英に移民で例外認めず…市場参加に条件 首脳会議
【ブリュッセル八田浩輔、坂井隆之】欧州連合(EU)は29日の首脳会議で、国民投票で離脱を決めた英国以外の27カ国の首脳を集めた非公式会議を開き、英国がEUの単一市場にとどまることを希望した場合、移民を含め労働者の自由移動など除外事項を設けないことを盛り込んだ共同声明を発表した。また英国からEU基本条約に沿った正式な離脱の通告を受けるまで、非公式を含めた交渉に応じない方針を確認した。
会議後に記者会見した欧州理事会のトゥスク常任議長(EU大統領)は「単一市場にアラカルトはない」と述べ、英国が離脱後もEU域内の単一市場に残る場合は「人、モノ、資本、サービス」の移動の自由がセットであることが条件と強調した。英国民投票では、離脱派が東欧などからの移民の規制を主張して支持を広げた。EU側は「将来的にも英国とは近い関係を望む」としながらも、人の自由移動以外は単一市場にとどまりたい英国側のえり好みには応じない姿勢を明確にした。
また共同声明では域内で反EU感情が広がっていることを意識し、「多くの人が欧州や国家の情勢に不満を持っている」と言及し、EUの改革を進めると明言。「現在の状況から生じるあらゆる困難に立ち向かう準備ができている」と英国抜きでの結束を強調した。

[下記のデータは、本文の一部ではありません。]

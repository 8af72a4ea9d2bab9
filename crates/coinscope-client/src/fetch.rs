//! 복원력 있는 요청 오케스트레이터.
//!
//! 하나의 논리적 요청은 다음 단계를 거칩니다:
//!
//! ```text
//! CHECK_CACHE ──hit──> RETURN
//!      │ miss
//!      ▼
//! DEDUPLICATE ──> RATE_GATE ──> ATTEMPT ──success──> CACHE_AND_RETURN
//!                    ▲             │ retryable
//!                    └─ BACKOFF ◄──┘ (최대 retries + 1회)
//!                                  │ exhausted
//!                                  ▼
//!                       FALLBACK_STALE_CACHE ──> RETURN | RAISE
//! ```
//!
//! 429, 타임아웃, 전송 에러만 재시도합니다. 그 밖의 HTTP 에러와 빈 페이로드는
//! 즉시 반환하며, 만료 캐시 폴백은 호출 지점이 [`ResilientFetcher::cached_stale`]로
//! 결정합니다.

use crate::cache::{Lookup, TtlCache};
use crate::dedup::RequestDeduplicator;
use crate::error::{FetchError, FetchResult};
use crate::rate_limiter::RateLimiter;
use crate::retry::RetryPolicy;
use crate::transport::HttpTransport;
use coinscope_core::{AppConfig, CacheConfig, Provenance, Sourced};
use serde_json::Value;
use std::sync::Arc;
use std::time::Duration;
use tracing::{debug, warn};

/// 캐시 TTL 분류.
#[derive(Debug, Clone, Copy, PartialEq, Eq, Hash)]
pub enum CacheClass {
    /// 시세 목록
    MarketList,
    /// 검색 결과
    Search,
    /// 가격 히스토리
    History,
    /// 현재가
    SpotPrice,
}

/// 분류별 TTL.
#[derive(Debug, Clone, Copy, PartialEq, Eq)]
pub struct TtlPolicy {
    pub market_list: Duration,
    pub search: Duration,
    pub history: Duration,
    pub spot_price: Duration,
}

impl TtlPolicy {
    pub fn ttl_for(&self, class: CacheClass) -> Duration {
        match class {
            CacheClass::MarketList => self.market_list,
            CacheClass::Search => self.search,
            CacheClass::History => self.history,
            CacheClass::SpotPrice => self.spot_price,
        }
    }
}

impl From<&CacheConfig> for TtlPolicy {
    fn from(config: &CacheConfig) -> Self {
        Self {
            market_list: Duration::from_secs(config.market_list_ttl_secs),
            search: Duration::from_secs(config.search_ttl_secs),
            history: Duration::from_secs(config.history_ttl_secs),
            spot_price: Duration::from_secs(config.spot_price_ttl_secs),
        }
    }
}

impl Default for TtlPolicy {
    fn default() -> Self {
        Self::from(&CacheConfig::default())
    }
}

/// 2xx 응답 페이로드 검증 함수. `false`면 `NoData`로 처리합니다.
pub type PayloadValidator = fn(&Value) -> bool;

/// 단일 요청 명세.
#[derive(Debug, Clone)]
pub struct FetchRequest {
    path: String,
    cache_key: Option<String>,
    class: CacheClass,
    timeout: Option<Duration>,
    retries: Option<u32>,
    validator: Option<PayloadValidator>,
}

impl FetchRequest {
    /// `path`는 기본 URL 뒤에 붙는 경로와 쿼리입니다.
    pub fn new(path: impl Into<String>, class: CacheClass) -> Self {
        Self {
            path: path.into(),
            cache_key: None,
            class,
            timeout: None,
            retries: None,
            validator: None,
        }
    }

    /// 캐시/중복 제거 키. 지정하지 않으면 경로를 사용합니다.
    pub fn cache_key(mut self, key: impl Into<String>) -> Self {
        self.cache_key = Some(key.into());
        self
    }

    pub fn timeout(mut self, timeout: Duration) -> Self {
        self.timeout = Some(timeout);
        self
    }

    pub fn retries(mut self, retries: u32) -> Self {
        self.retries = Some(retries);
        self
    }

    pub fn validate(mut self, validator: PayloadValidator) -> Self {
        self.validator = Some(validator);
        self
    }

    pub fn path(&self) -> &str {
        &self.path
    }

    pub fn key(&self) -> &str {
        self.cache_key.as_deref().unwrap_or(&self.path)
    }

    pub fn class(&self) -> CacheClass {
        self.class
    }
}

/// 오케스트레이터 결과. 출처는 `Fresh` 또는 `Stale`입니다.
#[derive(Debug, Clone, PartialEq)]
pub struct Fetched {
    pub value: Value,
    pub provenance: Provenance,
}

impl Fetched {
    pub fn fresh(value: Value) -> Self {
        Self {
            value,
            provenance: Provenance::Fresh,
        }
    }

    pub fn stale(value: Value) -> Self {
        Self {
            value,
            provenance: Provenance::Stale,
        }
    }

    pub fn into_sourced(self) -> Sourced<Value> {
        Sourced::new(self.value, self.provenance)
    }
}

/// 요청별로 바꾸지 않은 항목에 쓰이는 기본값.
#[derive(Debug, Clone, Copy, PartialEq, Eq)]
pub struct FetchOptions {
    pub timeout: Duration,
    pub retries: u32,
    pub retry: RetryPolicy,
    pub ttl: TtlPolicy,
}

impl From<&AppConfig> for FetchOptions {
    fn from(config: &AppConfig) -> Self {
        Self {
            timeout: config.api.request_timeout(),
            retries: config.api.retries,
            retry: RetryPolicy::from(&config.retry),
            ttl: TtlPolicy::from(&config.cache),
        }
    }
}

impl Default for FetchOptions {
    fn default() -> Self {
        Self::from(&AppConfig::default())
    }
}

struct FetcherInner {
    transport: Arc<dyn HttpTransport>,
    cache: Arc<TtlCache<Value>>,
    limiter: Arc<RateLimiter>,
    dedup: RequestDeduplicator<FetchResult<Fetched>>,
    options: FetchOptions,
}

/// 캐시, Rate Limiter, 중복 제거기를 조합한 요청 오케스트레이터.
///
/// 복제해도 같은 상태를 공유합니다.
#[derive(Clone)]
pub struct ResilientFetcher {
    inner: Arc<FetcherInner>,
}

impl ResilientFetcher {
    pub fn new(
        transport: Arc<dyn HttpTransport>,
        cache: Arc<TtlCache<Value>>,
        limiter: Arc<RateLimiter>,
        options: FetchOptions,
    ) -> Self {
        Self {
            inner: Arc::new(FetcherInner {
                transport,
                cache,
                limiter,
                dedup: RequestDeduplicator::new(),
                options,
            }),
        }
    }

    pub fn cache(&self) -> &TtlCache<Value> {
        &self.inner.cache
    }

    pub fn limiter(&self) -> &RateLimiter {
        &self.inner.limiter
    }

    pub fn options(&self) -> &FetchOptions {
        &self.inner.options
    }

    /// 만료 여부와 관계없이 캐시된 값을 읽습니다 (호출 지점 stale 폴백용).
    pub fn cached_stale(&self, key: &str) -> Option<Value> {
        self.inner.cache.get_stale(key)
    }

    /// 요청 실행.
    pub async fn fetch(&self, request: FetchRequest) -> FetchResult<Fetched> {
        let key = request.key().to_string();

        if let Lookup::Fresh(value) = self.inner.cache.peek(&key) {
            debug!(cache_key = %key, "Cache hit");
            return Ok(Fetched::fresh(value));
        }

        let this = self.clone();
        self.inner
            .dedup
            .deduplicate(&key, move || async move { this.fetch_uncached(request).await })
            .await
    }

    async fn fetch_uncached(&self, request: FetchRequest) -> FetchResult<Fetched> {
        let inner = &self.inner;
        let key = request.key();
        let timeout = request.timeout.unwrap_or(inner.options.timeout);
        let attempts = request.retries.unwrap_or(inner.options.retries) + 1;

        let mut last_error = FetchError::Transport("no attempt made".to_string());

        for attempt in 0..attempts {
            if !inner.limiter.can_make_request() {
                inner.limiter.wait_for_next_slot().await;
            }

            match self.attempt(&request, timeout).await {
                Ok(value) => {
                    inner.limiter.record_success();
                    let ttl = inner.options.ttl.ttl_for(request.class);
                    inner.cache.set(key, value.clone(), ttl);
                    debug!(cache_key = %key, attempt, "Fetched and cached");
                    return Ok(Fetched::fresh(value));
                }
                Err(err) if err.is_retryable() => {
                    warn!(
                        url = %request.path,
                        attempt,
                        kind = %err.kind(),
                        error = %err,
                        "Request failed, will retry if budget remains"
                    );
                    last_error = err;

                    if attempt + 1 < attempts {
                        let delay = inner.options.retry.delay_for(attempt);
                        debug!(delay_ms = delay.as_millis() as u64, attempt, "Backing off");
                        tokio::time::sleep(delay).await;
                    }
                }
                Err(err) => {
                    debug!(url = %request.path, kind = %err.kind(), "Non-retryable failure");
                    return Err(err);
                }
            }
        }

        inner.limiter.record_failure();

        if let Some(value) = inner.cache.get_stale(key) {
            warn!(
                cache_key = %key,
                kind = %last_error.kind(),
                "Retries exhausted, serving stale cache"
            );
            return Ok(Fetched::stale(value));
        }

        warn!(cache_key = %key, kind = %last_error.kind(), "Retries exhausted, no cache available");
        Err(last_error)
    }

    async fn attempt(&self, request: &FetchRequest, timeout: Duration) -> FetchResult<Value> {
        let inner = &self.inner;

        let response = match tokio::time::timeout(timeout, inner.transport.get(&request.path)).await {
            Err(_) => {
                inner.limiter.record_request();
                return Err(FetchError::Timeout(format!(
                    "no response within {}ms",
                    timeout.as_millis()
                )));
            }
            Ok(Err(err)) => {
                // 연결 단계 실패는 전송되지 않은 요청이므로 기록하지 않음
                if matches!(err, FetchError::Timeout(_)) {
                    inner.limiter.record_request();
                }
                return Err(err);
            }
            Ok(Ok(response)) => {
                inner.limiter.record_request();
                response
            }
        };

        if response.status == 429 {
            inner.limiter.record_failure();
            return Err(FetchError::RateLimited);
        }

        if !response.is_success() {
            return Err(FetchError::from_status(response.status, &response.body));
        }

        let value: Value = serde_json::from_str(&response.body)?;

        if let Some(validator) = request.validator {
            if !validator(&value) {
                return Err(FetchError::NoData(format!(
                    "payload rejected for {}",
                    request.path
                )));
            }
        }

        Ok(value)
    }
}

impl std::fmt::Debug for ResilientFetcher {
    fn fmt(&self, f: &mut std::fmt::Formatter<'_>) -> std::fmt::Result {
        f.debug_struct("ResilientFetcher")
            .field("options", &self.inner.options)
            .field("cache", &self.inner.cache.stats())
            .field("limiter", &self.inner.limiter.stats())
            .finish()
    }
}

共同声明は英国に対し、できるだけ早期の離脱交渉の開始を求めている。英国のキャメロン首相は28日夜(日本時間29日未明)の首脳会議の夕食会で、EU離脱を決めた国民投票結果を報告。9月にも選出される新首相に交渉を委ねる方針を説明し、EU側は大筋で受け入れた。
キャメロン氏は夕食会後に記者会見し、国民投票で離脱派が上回ったことへの各国の反応は「選択を尊重しつつも、悲しく、残念に思う雰囲気だった」と説明。次期首相決定が9月以降にずれ込むことに対して、各国首脳から「大きな抗議はなかった」と述べ、一定の理解を得られたとの認識を示した。
EUと英国との離脱交渉は、EUの基本条約に沿った法的な通告をした時点から原則2年を限度に行われる。国民投票の結果を受け、英国側に早期の通告を行うよう求めていた。今秋以降に始まる見通しの交渉には厳しい態度で臨む姿勢を示した一方で、EU側は交渉開始時期では妥協した形だ。
英国の離脱問題を巡っては、EUは9月中旬にスロバキアの首都ブラチスラバで改めて27カ国の首脳を集めた会議を開くことで調整している。
スコットランド、EU残留を打診
一方、英北部スコットランド自治政府のスタージョン首相は29日、ブリュッセルを訪問し、欧州議会のシュルツ議長と会談した。スタージョン氏は国民投票の結果を受けて、スコットランドが独立してEUに加盟する意思をみせており、ロイター通信によると、「スコットランドはEUにとどまる決意だ」と表明した。同氏は同日夕、ユンケル欧州委員長とも面会する。